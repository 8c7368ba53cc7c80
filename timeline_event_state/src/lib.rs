// Copyright 2025 the Timeline Canvas Authors
// SPDX-License-Identifier: Apache-2.0 OR MIT

//! Timeline Event State: input state managers for a pannable, zoomable timeline.
//!
//! Each module tracks one interaction pattern across a sequence of raw input
//! events and reports what the timeline should do about it:
//!
//! - [`drag`]: Horizontal drag tracking with per-move deltas
//! - [`hover`]: The pointer's column and the item under it
//! - [`wheel`]: Turning a stream of wheel ticks into discrete zoom steps
//! - [`touch`]: Classifying touch point sets into gestures
//!
//! None of these managers touch the view directly. They accept positions in
//! surface-local pixels and return deltas, transitions, or requests that the
//! caller applies to its pan animator and zoom ladder.
//!
//! ## Usage Patterns
//!
//! ### Dragging
//!
//! ```rust
//! use timeline_event_state::drag::DragState;
//!
//! let mut drag = DragState::default();
//! drag.start(100.0);
//! assert_eq!(drag.update(112.0), Some(12.0));
//! assert_eq!(drag.update(109.0), Some(-3.0));
//! drag.end();
//! assert!(!drag.is_dragging());
//! ```
//!
//! ### Debounced wheel zoom
//!
//! ```rust
//! use timeline_event_state::wheel::WheelZoom;
//! use timeline_view::ZoomDirection;
//!
//! let mut wheel = WheelZoom::new(3);
//! assert_eq!(wheel.tick(-1.0), None);
//! assert_eq!(wheel.tick(-1.0), None);
//! assert_eq!(wheel.tick(-1.0), Some(ZoomDirection::In));
//! assert_eq!(wheel.pending(), 0);
//! ```
//!
//! ### Hover
//!
//! ```rust
//! use timeline_event_state::hover::HoverState;
//!
//! let mut hover = HoverState::new();
//! assert!(hover.update(40.0, Some(7_u64)));
//! assert!(!hover.update(42.0, Some(7)));
//! assert_eq!(hover.target(), Some(&7));
//! ```
//!
//! This crate is `no_std`.

#![no_std]

pub mod drag;
pub mod hover;
pub mod touch;
pub mod wheel;
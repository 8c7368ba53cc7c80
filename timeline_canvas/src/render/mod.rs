// Copyright 2025 the Timeline Canvas Authors
// SPDX-License-Identifier: Apache-2.0 OR MIT

//! Frame rendering.
//!
//! A frame is drawn back to front: background, baseline ruler, one calendar
//! grid, the "now" marker, event bars, and the hover guideline. Exactly one
//! [`GridTier`] is chosen per frame from the current zoom tier.

use core::ops::{Range, RangeInclusive};

use kurbo::{Point, Rect};
use peniko::Color;
use timeline_imaging::{Surface, SurfaceExt, TextAlign, TextStyle};
use timeline_view::{TierKind, TimeAxis, ZoomTier};

use crate::calendar::Calendar;
use crate::config::Config;
use crate::event::{EventId, TimelineEvent};
use crate::hit::RenderCache;

mod days;
mod hours;
mod labels;
mod marks;
mod months;
mod years;

pub use labels::{LabelPacker, rotated_label_rect};

/// Widest overscan window, in days, that still gets the hour grid.
///
/// Beyond this the hour labels would be unreadable and the day grid is drawn
/// instead.
pub const MAX_HOUR_GRID_DAYS: f64 = 3.0;

/// Events further than this outside the view are not drawn.
pub const EVENT_CULL_MARGIN: f64 = 50.0;

/// Width of the baseline ruler.
const RULER_WIDTH: f64 = 2.0;

/// The calendar grid drawn for a frame.
#[derive(Clone, Copy, Debug, PartialEq, Eq, Hash)]
pub enum GridTier {
    /// Year ticks with year labels.
    Years,
    /// Year ticks, month ticks, rotated month names.
    Months,
    /// Month ticks, rotated month names, day ticks and numbers.
    Days,
    /// Day ticks with full dates, hour ticks with `HH:00` labels.
    Hours,
}

impl GridTier {
    /// Chooses the grid for `tier` on a view of `width` pixels.
    ///
    /// An hour tier falls back to [`GridTier::Days`] when its overscan window
    /// spans more than [`MAX_HOUR_GRID_DAYS`].
    #[must_use]
    pub fn select(tier: &ZoomTier, axis: &TimeAxis, width: f64) -> Self {
        match tier.kind() {
            TierKind::Years => Self::Years,
            TierKind::Months => Self::Months,
            TierKind::Days => Self::Days,
            TierKind::Hours => {
                let window = axis.overscan_days(width);
                if window.end - window.start > MAX_HOUR_GRID_DAYS {
                    Self::Days
                } else {
                    Self::Hours
                }
            }
        }
    }

    fn paint<S: Surface + ?Sized>(self, painter: &mut Painter<'_, S>) {
        match self {
            Self::Years => years::paint(painter),
            Self::Months => months::paint(painter),
            Self::Days => days::paint(painter),
            Self::Hours => hours::paint(painter),
        }
    }
}

/// Everything a frame depends on besides the surface.
#[derive(Debug)]
pub(crate) struct Scene<'a> {
    pub(crate) config: &'a Config,
    pub(crate) calendar: &'a Calendar,
    pub(crate) tier: &'a ZoomTier,
    pub(crate) offset: f64,
    pub(crate) events: &'a [TimelineEvent],
    pub(crate) hovered: Option<EventId>,
    pub(crate) hover_x: Option<f64>,
    pub(crate) dragging: bool,
}

/// Draws one frame of `scene` and refills `cache` with the event rectangles.
pub(crate) fn render_frame<S: Surface + ?Sized>(
    surface: &mut S,
    scene: &Scene<'_>,
    cache: &mut RenderCache,
) -> GridTier {
    let size = surface.size();
    surface.begin_frame();
    cache.clear();

    let colors = &scene.config.colors;
    let baseline = size.height * 0.5 + scene.config.layout.ruler_y_offset;
    surface.fill_rect(size.to_rect(), colors.background.0);
    surface.stroke_line(
        kurbo::Line::new((0.0, baseline), (size.width, baseline)),
        RULER_WIDTH,
        colors.ruler.0,
    );

    let axis = TimeAxis::new(size.width, scene.offset, scene.tier);
    let grid = GridTier::select(scene.tier, &axis, size.width);
    let mut painter = Painter {
        surface,
        axis,
        width: size.width,
        baseline,
        config: scene.config,
        calendar: scene.calendar,
    };
    grid.paint(&mut painter);
    marks::now_marker(&mut painter);
    marks::events(&mut painter, scene.events, scene.hovered, cache);
    if !scene.dragging {
        if let Some(x) = scene.hover_x {
            marks::hover_guide(&mut painter, x);
        }
    }
    grid
}

/// A surface plus the frame geometry the grid painters share.
struct Painter<'a, S: ?Sized> {
    surface: &'a mut S,
    axis: TimeAxis,
    width: f64,
    baseline: f64,
    config: &'a Config,
    calendar: &'a Calendar,
}

impl<S: Surface + ?Sized> Painter<'_, S> {
    fn overscan(&self) -> Range<f64> {
        self.axis.overscan_days(self.width)
    }

    /// Calendar years touched by the overscan window; empty when it leaves
    /// the representable range.
    fn years(&self) -> RangeInclusive<i32> {
        self.calendar
            .years_spanning(&self.overscan())
            .unwrap_or(1..=0)
    }

    fn in_overscan(&self, x: f64) -> bool {
        x >= -self.width * 0.5 && x <= self.width * 1.5
    }

    fn on_screen(&self, x: f64) -> bool {
        x >= 0.0 && x <= self.width
    }

    /// View x of the wall-clock time `year-month-day hour:00`.
    fn x_at(&self, year: i32, month: u32, day: u32, hour: u32) -> Option<f64> {
        self.calendar
            .days_at(year, month, day, hour)
            .map(|days| self.axis.days_to_x(days))
    }

    fn tick(&mut self, x: f64, half_len: f64, width: f64, color: Color) {
        self.surface
            .stroke_tick(x, self.baseline, half_len, width, color);
    }

    /// Text centered on `x`, `dy` below the baseline (negative is above).
    fn centered_text(&mut self, text: &str, x: f64, dy: f64, style: TextStyle, color: Color) {
        let origin = Point::new(x, self.baseline + dy);
        self.surface
            .fill_text(text, origin, style, TextAlign::Center, color);
    }

    /// A label reading bottom to top from just above the baseline at `x`,
    /// drawn only if `packer` has room for it.
    fn rotated_label(
        &mut self,
        packer: &mut LabelPacker,
        text: &str,
        x: f64,
        style: TextStyle,
        color: Color,
    ) -> bool {
        let anchor = Point::new(x, self.baseline - self.config.layout.month_label_offset);
        let advance = self.surface.measure_text(text, &style);
        if !packer.try_place(rotated_label_rect(anchor, advance, style.size)) {
            return false;
        }
        self.surface.fill_text_rotated(
            text,
            anchor,
            style,
            TextAlign::Start,
            -core::f64::consts::FRAC_PI_2,
            color,
        );
        true
    }
}

/// The rectangle an event bar occupies with its base at `(x, base_y)`.
#[must_use]
pub fn event_bar_rect(x: f64, base_y: f64, bar_width: f64, bar_height: f64) -> Rect {
    Rect::new(x - bar_width * 0.5, base_y - bar_height, x + bar_width * 0.5, base_y)
}
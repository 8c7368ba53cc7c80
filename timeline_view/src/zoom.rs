// Copyright 2025 the Timeline Canvas Authors
// SPDX-License-Identifier: Apache-2.0 OR MIT

use alloc::vec::Vec;

use crate::axis::TimeAxis;
use crate::tier::ZoomTier;

/// Direction of a discrete zoom request.
#[derive(Clone, Copy, Debug, PartialEq, Eq, Hash)]
pub enum ZoomDirection {
    /// Move to the next finer tier.
    In,
    /// Move to the next coarser tier.
    Out,
}

/// Result of a successful tier transition.
#[derive(Clone, Copy, Debug, PartialEq)]
pub struct ZoomStep {
    /// Tier index before the transition.
    pub from: usize,
    /// Tier index after the transition.
    pub to: usize,
    /// View x-coordinate that was held fixed.
    pub focal_x: f64,
    /// Day offset under `focal_x`, identical before and after.
    pub days: f64,
    /// Pan offset that keeps `days` under `focal_x` on the new tier.
    pub offset: f64,
}

/// Discrete zoom state: a fixed ladder of tiers and the current rung.
///
/// The ladder starts on tier `0` (the coarsest). Transitions move one rung at
/// a time and are silent no-ops at either end.
#[derive(Clone, Debug)]
pub struct ZoomLadder {
    tiers: Vec<ZoomTier>,
    index: usize,
}

impl ZoomLadder {
    /// Creates a ladder positioned on its first tier.
    ///
    /// # Panics
    ///
    /// Panics if `tiers` is empty.
    #[must_use]
    pub fn new(tiers: Vec<ZoomTier>) -> Self {
        assert!(!tiers.is_empty(), "a zoom ladder needs at least one tier");
        Self { tiers, index: 0 }
    }

    /// All tiers, coarsest first.
    #[must_use]
    pub fn tiers(&self) -> &[ZoomTier] {
        &self.tiers
    }

    /// Index of the current tier.
    #[must_use]
    pub fn index(&self) -> usize {
        self.index
    }

    /// The current tier.
    #[must_use]
    pub fn current(&self) -> &ZoomTier {
        &self.tiers[self.index]
    }

    /// Returns `true` when no finer tier exists.
    #[must_use]
    pub fn is_finest(&self) -> bool {
        self.index + 1 >= self.tiers.len()
    }

    /// Returns `true` when no coarser tier exists.
    #[must_use]
    pub fn is_coarsest(&self) -> bool {
        self.index == 0
    }

    /// Steps one tier finer, keeping the instant under `focal_x` in place.
    ///
    /// `width` is the view width and `offset` the pan offset in effect before
    /// the step. Returns `None` without changing state at the finest tier.
    pub fn zoom_in(&mut self, focal_x: f64, width: f64, offset: f64) -> Option<ZoomStep> {
        self.zoom(ZoomDirection::In, focal_x, width, offset)
    }

    /// Steps one tier coarser, keeping the instant under `focal_x` in place.
    ///
    /// Returns `None` without changing state at the coarsest tier.
    pub fn zoom_out(&mut self, focal_x: f64, width: f64, offset: f64) -> Option<ZoomStep> {
        self.zoom(ZoomDirection::Out, focal_x, width, offset)
    }

    /// Steps one tier in `direction`; see [`ZoomLadder::zoom_in`].
    pub fn zoom(
        &mut self,
        direction: ZoomDirection,
        focal_x: f64,
        width: f64,
        offset: f64,
    ) -> Option<ZoomStep> {
        let from = self.index;
        let to = match direction {
            ZoomDirection::In if !self.is_finest() => from + 1,
            ZoomDirection::Out if !self.is_coarsest() => from - 1,
            _ => return None,
        };

        let days = TimeAxis::new(width, offset, &self.tiers[from]).x_to_days(focal_x);
        self.index = to;
        let offset = TimeAxis::new(width, offset, &self.tiers[to]).offset_placing(days, focal_x);

        Some(ZoomStep {
            from,
            to,
            focal_x,
            days,
            offset,
        })
    }
}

========================

→ **What is needed**: Show the lines of the data that hold the word "colors".

→ **Solution for this exercise**:
    let colors = &scene.config.colors;
    surface.fill_rect(size.to_rect(), colors.background.0);
        colors.ruler.0,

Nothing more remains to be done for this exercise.